Landon Lim is 18 years old, born and raised in Portland, a student at the University of Calgary. He hiked a lot as a kid but never really got into climbing until he made it to the summit of Mount Hood a few years ago traveling up the well-traveled South Side route above Timberline Lodge.
Swinging his axe into the ice that day, “Something just clicked,” he says. “It seemed like the purest expression of the outdoors for me.”
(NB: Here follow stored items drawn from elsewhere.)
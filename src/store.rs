use std::collections::BTreeMap;

use anyhow::{Context, Result};
use substreams_entity_change::tables::Row;

/// Persisted entity, keyed by a deterministic string id.
pub trait Entity: prost::Message + Default {
    const ENTITY_TYPE: &'static str;

    fn id(&self) -> &str;

    /// Writes every field of the entity into an entity change row.
    fn write_row(&self, row: &mut Row);
}

/// Point-lookup key-value store holding encoded entities. Last writer wins.
pub trait EntityStore {
    fn get(&self, entity_type: &str, id: &str) -> Option<Vec<u8>>;

    fn put(&mut self, entity_type: &str, id: &str, value: Vec<u8>);

    fn delete(&mut self, entity_type: &str, id: &str);
}

/// Typed access on top of any [`EntityStore`].
pub trait EntityStoreExt: EntityStore {
    fn load<E: Entity>(&self, id: &str) -> Result<Option<E>> {
        self.get(E::ENTITY_TYPE, id)
            .map(|raw| {
                E::decode(raw.as_slice())
                    .with_context(|| format!("failed to decode {} {}", E::ENTITY_TYPE, id))
            })
            .transpose()
    }

    fn save<E: Entity>(&mut self, entity: &E) {
        self.put(E::ENTITY_TYPE, entity.id(), entity.encode_to_vec());
    }

    fn remove<E: Entity>(&mut self, id: &str) {
        self.delete(E::ENTITY_TYPE, id);
    }
}

impl<S: EntityStore + ?Sized> EntityStoreExt for S {}

pub type EntityKey = (String, String);

#[derive(Debug, Default, Clone)]
pub struct MemoryStore {
    entities: BTreeMap<EntityKey, Vec<u8>>,
}

impl MemoryStore {
    pub fn new() -> Self {
        Self::default()
    }

    pub fn len(&self) -> usize {
        self.entities.len()
    }

    pub fn is_empty(&self) -> bool {
        self.entities.is_empty()
    }

    /// Number of rows stored for one entity type.
    pub fn count(&self, entity_type: &str) -> usize {
        self.entities
            .keys()
            .filter(|(kind, _)| kind == entity_type)
            .count()
    }
}

impl EntityStore for MemoryStore {
    fn get(&self, entity_type: &str, id: &str) -> Option<Vec<u8>> {
        self.entities
            .get(&(entity_type.to_string(), id.to_string()))
            .cloned()
    }

    fn put(&mut self, entity_type: &str, id: &str, value: Vec<u8>) {
        self.entities
            .insert((entity_type.to_string(), id.to_string()), value);
    }

    fn delete(&mut self, entity_type: &str, id: &str) {
        self.entities
            .remove(&(entity_type.to_string(), id.to_string()));
    }
}

/// Write-back overlay over a base store. Holds the writes of a block until they are
/// committed; dropping it discards them.
pub struct StagedStore<'a, S: EntityStore> {
    base: &'a S,
    writes: BTreeMap<EntityKey, Option<Vec<u8>>>,
}

impl<'a, S: EntityStore> StagedStore<'a, S> {
    pub fn new(base: &'a S) -> Self {
        Self { base, writes: BTreeMap::new() }
    }

    /// Staged writes in key order. `None` marks a deletion.
    pub fn into_writes(self) -> BTreeMap<EntityKey, Option<Vec<u8>>> {
        self.writes
    }
}

impl<S: EntityStore> EntityStore for StagedStore<'_, S> {
    fn get(&self, entity_type: &str, id: &str) -> Option<Vec<u8>> {
        match self
            .writes
            .get(&(entity_type.to_string(), id.to_string()))
        {
            Some(staged) => staged.clone(),
            None => self.base.get(entity_type, id),
        }
    }

    fn put(&mut self, entity_type: &str, id: &str, value: Vec<u8>) {
        self.writes
            .insert((entity_type.to_string(), id.to_string()), Some(value));
    }

    fn delete(&mut self, entity_type: &str, id: &str) {
        self.writes
            .insert((entity_type.to_string(), id.to_string()), None);
    }
}

#[cfg(test)]
mod tests {
    use super::*;
    use crate::pb::tribute::v1::Adapter;

    fn adapter(id: &str, acl: &str) -> Adapter {
        Adapter { id: id.to_string(), acl: acl.to_string(), ..Default::default() }
    }

    #[test]
    fn test_typed_round_trip() {
        let mut store = MemoryStore::new();
        store.save(&adapter("a1", "7"));

        let loaded: Adapter = store.load("a1").unwrap().unwrap();
        assert_eq!(loaded.acl, "7");
        assert!(store.load::<Adapter>("a2").unwrap().is_none());

        store.remove::<Adapter>("a1");
        assert!(store.is_empty());
    }

    #[test]
    fn test_undecodable_entity_is_an_error() {
        let mut store = MemoryStore::new();
        store.put("Adapter", "a1", vec![0xff, 0xff, 0xff]);

        assert!(store.load::<Adapter>("a1").is_err());
    }

    #[test]
    fn test_staged_store_reads_its_own_writes() {
        let mut base = MemoryStore::new();
        base.save(&adapter("a1", "1"));
        base.save(&adapter("a2", "2"));

        let mut staged = StagedStore::new(&base);
        staged.save(&adapter("a1", "10"));
        staged.remove::<Adapter>("a2");

        assert_eq!(staged.load::<Adapter>("a1").unwrap().unwrap().acl, "10");
        assert!(staged.load::<Adapter>("a2").unwrap().is_none());

        let writes = staged.into_writes();
        assert_eq!(writes.len(), 2);
        assert_eq!(writes[&("Adapter".to_string(), "a2".to_string())], None);

        // the base is untouched until the writes are applied
        assert_eq!(base.load::<Adapter>("a1").unwrap().unwrap().acl, "1");
        assert_eq!(base.count("Adapter"), 2);
    }
}
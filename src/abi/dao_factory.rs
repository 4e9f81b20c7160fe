const INTERNAL_ERR: &'static str = "`ethabi_derive` internal error";
/// Contract's functions.
#[allow(dead_code, unused_imports, unused_variables)]
pub mod functions {
    use super::INTERNAL_ERR;
}
/// Contract's events.
#[allow(dead_code, unused_imports, unused_variables)]
pub mod events {
    use super::INTERNAL_ERR;
    #[derive(Debug, Clone, PartialEq)]
    pub struct DaoCreated {
        pub dao_address: Vec<u8>,
        pub name: String,
    }
    impl DaoCreated {
        const TOPIC_ID: [u8; 32] = [
            0u8,
            29u8,
            99u8,
            148u8,
            132u8,
            196u8,
            103u8,
            146u8,
            255u8,
            186u8,
            167u8,
            136u8,
            39u8,
            198u8,
            249u8,
            230u8,
            86u8,
            52u8,
            120u8,
            218u8,
            200u8,
            35u8,
            244u8,
            226u8,
            168u8,
            236u8,
            230u8,
            140u8,
            244u8,
            212u8,
            134u8,
            115u8,
        ];
        pub fn match_log(log: &substreams_ethereum::pb::eth::v2::Log) -> bool {
            if log.topics.len() != 1usize {
                return false;
            }
            if log.data.len() < 96usize {
                return false;
            }
            return log.topics.get(0).expect("bounds already checked").as_ref()
                == Self::TOPIC_ID;
        }
        pub fn decode(
            log: &substreams_ethereum::pb::eth::v2::Log,
        ) -> Result<Self, String> {
            let mut values = ethabi::decode(
                    &[ethabi::ParamType::Address, ethabi::ParamType::String],
                    log.data.as_ref(),
                )
                .map_err(|e| format!("unable to decode log.data: {:?}", e))?;
            values.reverse();
            Ok(Self {
                dao_address: values
                    .pop()
                    .expect(INTERNAL_ERR)
                    .into_address()
                    .expect(INTERNAL_ERR)
                    .as_bytes()
                    .to_vec(),
                name: values
                    .pop()
                    .expect(INTERNAL_ERR)
                    .into_string()
                    .expect(INTERNAL_ERR),
            })
        }
    }
    impl substreams_ethereum::Event for DaoCreated {
        const NAME: &'static str = "DAOCreated";
        fn match_log(log: &substreams_ethereum::pb::eth::v2::Log) -> bool {
            Self::match_log(log)
        }
        fn decode(log: &substreams_ethereum::pb::eth::v2::Log) -> Result<Self, String> {
            Self::decode(log)
        }
    }
}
As he got into climbing more challenging routes, Lim found that the greater the challenge, the more pure the experience. He supplemented his climbing adventures with endurance tests, like running all the ways around the 38.3-mile Timberline Trail. He completed a 32-hour “infinity loop” on Mount Hood from Cloud Cap: up Cooper Spur to the summit, down the south side to Timberline Lodge, and back to Cooper Spur via the Timberline trail – twice.
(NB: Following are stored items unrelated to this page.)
const INTERNAL_ERR: &'static str = "`ethabi_derive` internal error";
/// Contract's functions.
#[allow(dead_code, unused_imports, unused_variables)]
pub mod functions {
    use super::INTERNAL_ERR;
    #[derive(Debug, Clone, PartialEq)]
    pub struct GetAdapterName {}
    impl GetAdapterName {
        const METHOD_ID: [u8; 4] = [31u8, 134u8, 245u8, 179u8];
        pub fn decode(
            call: &substreams_ethereum::pb::eth::v2::Call,
        ) -> Result<Self, String> {
            Ok(Self {})
        }
        pub fn encode(&self) -> Vec<u8> {
            let data = ethabi::encode(&[]);
            let mut encoded = Vec::with_capacity(4 + data.len());
            encoded.extend(Self::METHOD_ID);
            encoded.extend(data);
            encoded
        }
        pub fn output_call(
            call: &substreams_ethereum::pb::eth::v2::Call,
        ) -> Result<String, String> {
            Self::output(call.return_data.as_ref())
        }
        pub fn output(data: &[u8]) -> Result<String, String> {
            let mut values = ethabi::decode(&[ethabi::ParamType::String], data.as_ref())
                .map_err(|e| format!("unable to decode output data: {:?}", e))?;
            Ok(
                values
                    .pop()
                    .expect("one output data should have existed")
                    .into_string()
                    .expect(INTERNAL_ERR),
            )
        }
        pub fn match_call(call: &substreams_ethereum::pb::eth::v2::Call) -> bool {
            match call.input.get(0..4) {
                Some(signature) => Self::METHOD_ID == signature,
                None => false,
            }
        }
        pub fn call(&self, address: Vec<u8>) -> Option<String> {
            use substreams_ethereum::pb::eth::rpc;
            let rpc_calls = rpc::RpcCalls {
                calls: vec![rpc::RpcCall { to_addr : address, data : self.encode(), }],
            };
            let responses = substreams_ethereum::rpc::eth_call(&rpc_calls).responses;
            let response = responses.get(0).expect("one response should have existed");
            if response.failed {
                return None;
            }
            match Self::output(response.raw.as_ref()) {
                Ok(data) => Some(data),
                Err(err) => {
                    use substreams_ethereum::Function;
                    substreams::log::info!(
                        "Call output for function `{}` failed to decode with error: {}",
                        Self::NAME, err
                    );
                    None
                }
            }
        }
    }
    impl substreams_ethereum::Function for GetAdapterName {
        const NAME: &'static str = "getAdapterName";
        fn match_call(call: &substreams_ethereum::pb::eth::v2::Call) -> bool {
            Self::match_call(call)
        }
        fn decode(
            call: &substreams_ethereum::pb::eth::v2::Call,
        ) -> Result<Self, String> {
            Self::decode(call)
        }
        fn encode(&self) -> Vec<u8> {
            self.encode()
        }
    }
    impl substreams_ethereum::rpc::RPCDecodable<String> for GetAdapterName {
        fn output(data: &[u8]) -> Result<String, String> {
            Self::output(data)
        }
    }
    #[derive(Debug, Clone, PartialEq)]
    pub struct VoteResult {
        pub dao: Vec<u8>,
        pub proposal_id: [u8; 32usize],
    }
    impl VoteResult {
        const METHOD_ID: [u8; 4] = [118u8, 34u8, 94u8, 115u8];
        pub fn decode(
            call: &substreams_ethereum::pb::eth::v2::Call,
        ) -> Result<Self, String> {
            let maybe_data = call.input.get(4..);
            if maybe_data.is_none() {
                return Err("no data to decode".to_string());
            }
            let mut values = ethabi::decode(
                    &[
                        ethabi::ParamType::Address,
                        ethabi::ParamType::FixedBytes(32usize),
                    ],
                    maybe_data.unwrap(),
                )
                .map_err(|e| format!("unable to decode call.input: {:?}", e))?;
            values.reverse();
            Ok(Self {
                dao: values
                    .pop()
                    .expect(INTERNAL_ERR)
                    .into_address()
                    .expect(INTERNAL_ERR)
                    .as_bytes()
                    .to_vec(),
                proposal_id: {
                    let mut result = [0u8; 32];
                    let v = values
                        .pop()
                        .expect(INTERNAL_ERR)
                        .into_fixed_bytes()
                        .expect(INTERNAL_ERR);
                    result.copy_from_slice(&v);
                    result
                },
            })
        }
        pub fn encode(&self) -> Vec<u8> {
            let data = ethabi::encode(
                &[
                    ethabi::Token::Address(ethabi::Address::from_slice(&self.dao)),
                    ethabi::Token::FixedBytes(self.proposal_id.as_ref().to_vec()),
                ],
            );
            let mut encoded = Vec::with_capacity(4 + data.len());
            encoded.extend(Self::METHOD_ID);
            encoded.extend(data);
            encoded
        }
        pub fn output_call(
            call: &substreams_ethereum::pb::eth::v2::Call,
        ) -> Result<substreams::scalar::BigInt, String> {
            Self::output(call.return_data.as_ref())
        }
        pub fn output(data: &[u8]) -> Result<substreams::scalar::BigInt, String> {
            let mut values = ethabi::decode(
                    &[ethabi::ParamType::Uint(8usize)],
                    data.as_ref(),
                )
                .map_err(|e| format!("unable to decode output data: {:?}", e))?;
            Ok({
                let mut v = [0 as u8; 32];
                values
                    .pop()
                    .expect("one output data should have existed")
                    .into_uint()
                    .expect(INTERNAL_ERR)
                    .to_big_endian(v.as_mut_slice());
                substreams::scalar::BigInt::from_unsigned_bytes_be(&v)
            })
        }
        pub fn match_call(call: &substreams_ethereum::pb::eth::v2::Call) -> bool {
            match call.input.get(0..4) {
                Some(signature) => Self::METHOD_ID == signature,
                None => false,
            }
        }
        pub fn call(&self, address: Vec<u8>) -> Option<substreams::scalar::BigInt> {
            use substreams_ethereum::pb::eth::rpc;
            let rpc_calls = rpc::RpcCalls {
                calls: vec![rpc::RpcCall { to_addr : address, data : self.encode(), }],
            };
            let responses = substreams_ethereum::rpc::eth_call(&rpc_calls).responses;
            let response = responses.get(0).expect("one response should have existed");
            if response.failed {
                return None;
            }
            match Self::output(response.raw.as_ref()) {
                Ok(data) => Some(data),
                Err(err) => {
                    use substreams_ethereum::Function;
                    substreams::log::info!(
                        "Call output for function `{}` failed to decode with error: {}",
                        Self::NAME, err
                    );
                    None
                }
            }
        }
    }
    impl substreams_ethereum::Function for VoteResult {
        const NAME: &'static str = "voteResult";
        fn match_call(call: &substreams_ethereum::pb::eth::v2::Call) -> bool {
            Self::match_call(call)
        }
        fn decode(
            call: &substreams_ethereum::pb::eth::v2::Call,
        ) -> Result<Self, String> {
            Self::decode(call)
        }
        fn encode(&self) -> Vec<u8> {
            self.encode()
        }
    }
    impl substreams_ethereum::rpc::RPCDecodable<substreams::scalar::BigInt>
    for VoteResult {
        fn output(data: &[u8]) -> Result<substreams::scalar::BigInt, String> {
            Self::output(data)
        }
    }
    #[derive(Debug, Clone, PartialEq)]
    pub struct Votes {
        pub dao: Vec<u8>,
        pub proposal_id: [u8; 32usize],
    }
    impl Votes {
        const METHOD_ID: [u8; 4] = [29u8, 181u8, 173u8, 232u8];
        pub fn decode(
            call: &substreams_ethereum::pb::eth::v2::Call,
        ) -> Result<Self, String> {
            let maybe_data = call.input.get(4..);
            if maybe_data.is_none() {
                return Err("no data to decode".to_string());
            }
            let mut values = ethabi::decode(
                    &[
                        ethabi::ParamType::Address,
                        ethabi::ParamType::FixedBytes(32usize),
                    ],
                    maybe_data.unwrap(),
                )
                .map_err(|e| format!("unable to decode call.input: {:?}", e))?;
            values.reverse();
            Ok(Self {
                dao: values
                    .pop()
                    .expect(INTERNAL_ERR)
                    .into_address()
                    .expect(INTERNAL_ERR)
                    .as_bytes()
                    .to_vec(),
                proposal_id: {
                    let mut result = [0u8; 32];
                    let v = values
                        .pop()
                        .expect(INTERNAL_ERR)
                        .into_fixed_bytes()
                        .expect(INTERNAL_ERR);
                    result.copy_from_slice(&v);
                    result
                },
            })
        }
        pub fn encode(&self) -> Vec<u8> {
            let data = ethabi::encode(
                &[
                    ethabi::Token::Address(ethabi::Address::from_slice(&self.dao)),
                    ethabi::Token::FixedBytes(self.proposal_id.as_ref().to_vec()),
                ],
            );
            let mut encoded = Vec::with_capacity(4 + data.len());
            encoded.extend(Self::METHOD_ID);
            encoded.extend(data);
            encoded
        }
        pub fn output_call(
            call: &substreams_ethereum::pb::eth::v2::Call,
        ) -> Result<
            (
                substreams::scalar::BigInt,
                substreams::scalar::BigInt,
                substreams::scalar::BigInt,
                substreams::scalar::BigInt,
            ),
            String,
        > {
            Self::output(call.return_data.as_ref())
        }
        pub fn output(
            data: &[u8],
        ) -> Result<
            (
                substreams::scalar::BigInt,
                substreams::scalar::BigInt,
                substreams::scalar::BigInt,
                substreams::scalar::BigInt,
            ),
            String,
        > {
            let mut values = ethabi::decode(
                    &[
                        ethabi::ParamType::Uint(256usize),
                        ethabi::ParamType::Uint(256usize),
                        ethabi::ParamType::Uint(256usize),
                        ethabi::ParamType::Uint(256usize),
                    ],
                    data.as_ref(),
                )
                .map_err(|e| format!("unable to decode output data: {:?}", e))?;
            values.reverse();
            Ok((
                {
                    let mut v = [0 as u8; 32];
                    values
                        .pop()
                        .expect(INTERNAL_ERR)
                        .into_uint()
                        .expect(INTERNAL_ERR)
                        .to_big_endian(v.as_mut_slice());
                    substreams::scalar::BigInt::from_unsigned_bytes_be(&v)
                },
                {
                    let mut v = [0 as u8; 32];
                    values
                        .pop()
                        .expect(INTERNAL_ERR)
                        .into_uint()
                        .expect(INTERNAL_ERR)
                        .to_big_endian(v.as_mut_slice());
                    substreams::scalar::BigInt::from_unsigned_bytes_be(&v)
                },
                {
                    let mut v = [0 as u8; 32];
                    values
                        .pop()
                        .expect(INTERNAL_ERR)
                        .into_uint()
                        .expect(INTERNAL_ERR)
                        .to_big_endian(v.as_mut_slice());
                    substreams::scalar::BigInt::from_unsigned_bytes_be(&v)
                },
                {
                    let mut v = [0 as u8; 32];
                    values
                        .pop()
                        .expect(INTERNAL_ERR)
                        .into_uint()
                        .expect(INTERNAL_ERR)
                        .to_big_endian(v.as_mut_slice());
                    substreams::scalar::BigInt::from_unsigned_bytes_be(&v)
                },
            ))
        }
        pub fn match_call(call: &substreams_ethereum::pb::eth::v2::Call) -> bool {
            match call.input.get(0..4) {
                Some(signature) => Self::METHOD_ID == signature,
                None => false,
            }
        }
        pub fn call(
            &self,
            address: Vec<u8>,
        ) -> Option<
            (
                substreams::scalar::BigInt,
                substreams::scalar::BigInt,
                substreams::scalar::BigInt,
                substreams::scalar::BigInt,
            ),
        > {
            use substreams_ethereum::pb::eth::rpc;
            let rpc_calls = rpc::RpcCalls {
                calls: vec![rpc::RpcCall { to_addr : address, data : self.encode(), }],
            };
            let responses = substreams_ethereum::rpc::eth_call(&rpc_calls).responses;
            let response = responses.get(0).expect("one response should have existed");
            if response.failed {
                return None;
            }
            match Self::output(response.raw.as_ref()) {
                Ok(data) => Some(data),
                Err(err) => {
                    use substreams_ethereum::Function;
                    substreams::log::info!(
                        "Call output for function `{}` failed to decode with error: {}",
                        Self::NAME, err
                    );
                    None
                }
            }
        }
    }
    impl substreams_ethereum::Function for Votes {
        const NAME: &'static str = "votes";
        fn match_call(call: &substreams_ethereum::pb::eth::v2::Call) -> bool {
            Self::match_call(call)
        }
        fn decode(
            call: &substreams_ethereum::pb::eth::v2::Call,
        ) -> Result<Self, String> {
            Self::decode(call)
        }
        fn encode(&self) -> Vec<u8> {
            self.encode()
        }
    }
    impl substreams_ethereum::rpc::RPCDecodable<
        (
            substreams::scalar::BigInt,
            substreams::scalar::BigInt,
            substreams::scalar::BigInt,
            substreams::scalar::BigInt,
        ),
    > for Votes {
        fn output(
            data: &[u8],
        ) -> Result<
            (
                substreams::scalar::BigInt,
                substreams::scalar::BigInt,
                substreams::scalar::BigInt,
                substreams::scalar::BigInt,
            ),
            String,
        > {
            Self::output(data)
        }
    }
}
/// Contract's events.
#[allow(dead_code, unused_imports, unused_variables)]
pub mod events {
    use super::INTERNAL_ERR;
}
Lim decided to attempt a solo four-summit day on Hood during Winter Break from his studies, before the snow on the mountain was too deep. His mom dropped him off at the Tilly Jane trailhead and he started climbing solo at 4 am December 29, making his way up to Cooper Spur and down to the Eliot Glacier, where he geared up for a 7.5-hour trek up the ice to the summit. Conditions were perfect – assuming you love ice.
In addition to crampons, ice axe, harness, and plenty of food and water to sustain him, Lim carried a spot tracker device to broadcast coordinates in the event of an emergency. He says he wanted to climb solo “because it offered the purest possible experience for me and the most self discovery.”
After enjoying the view from the summit, Lim quickly descended the Old Chute and walked west to Illumination Saddle to scout out the Reid Headwall.
There the going got slow from deep snow. He powered his way through and made it back to the top by Hour 13.
Back down the Old Chute Lim dropped, and across White River Canyon to the Wy’East Route. The ice was good there, and he made it back to the summit by Hour 16.
Once more down the Old Chute and up the Pearly Gates for the fourth summit of the day, and then finally Lim completed his 18-hour day with a brisk run (yes, run) down to Timberline Lodge, where his mom was waiting for him in the parking lot.
“I was home in time for a very late dinner,” he says.